─── Material provided ───
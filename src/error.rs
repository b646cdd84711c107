use thiserror::Error;

use crate::types::ApiErrorBody;

/// Failures talking to the panel API.
#[derive(Debug, Error)]
pub enum ApiError {
    #[error("Request failed with status code {status}")]
    Status { status: u16, detail: Option<String> },
    #[error("Could not reach the panel: {0}")]
    Transport(#[from] reqwest::Error),
    #[error("Unexpected response from the panel: {0}")]
    Decode(#[from] serde_json::Error),
}

impl ApiError {
    /// Builds a status error, pulling the first `errors[].detail` out of the body when it parses.
    pub fn from_status(status: u16, body: &str) -> Self {
        let detail = serde_json::from_str::<ApiErrorBody>(body)
            .ok()
            .and_then(|b| b.errors.into_iter().next())
            .map(|e| e.detail);
        ApiError::Status { status, detail }
    }
}

/// Turns any error coming out of the client into the message shown to the operator.
pub fn http_error_to_human(err: &anyhow::Error) -> String {
    match err.downcast_ref::<ApiError>() {
        Some(ApiError::Status {
            detail: Some(detail),
            ..
        }) => detail.clone(),
        Some(api) => api.to_string(),
        None => err.to_string(),
    }
}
───
Assignment: Write the listing out again so that nothing in it differs from the original.

Answer space:
filename src/error.rs
repository b646cdd84711c107
use thiserror::Error;

use crate::types::ApiErrorBody;

/// Failures talking to the panel API.
#[derive(Debug, Error)]
pub enum ApiError {
    #[error("Request failed with status code {status}")]
    Status { status: u16, detail: Option<String> },
    #[error("Could not reach the panel: {0}")]
    Transport(#[from] reqwest::Error),
    #[error("Unexpected response from the panel: {0}")]
    Decode(#[from] serde_json::Error),
}

impl ApiError {
    /// Builds a status error, pulling the first `errors[].detail` out of the body when it parses.
    pub fn from_status(status: u16, body: &str) -> Self {
        let detail = serde_json::from_str::<ApiErrorBody>(body)
            .ok()
            .and_then(|b| b.errors.into_iter().next())
            .map(|e| e.detail);
        ApiError::Status { status, detail }
    }
}

/// Turns any error coming out of the client into the message shown to the operator.
pub fn http_error_to_human(err: &anyhow::Error) -> String {
    match err.downcast_ref::<ApiError>() {
        Some(ApiError::Status {
            detail: Some(detail),
            ..
        }) => detail.clone(),
        Some(api) => api.to_string(),
        None => err.to_string(),
    }
}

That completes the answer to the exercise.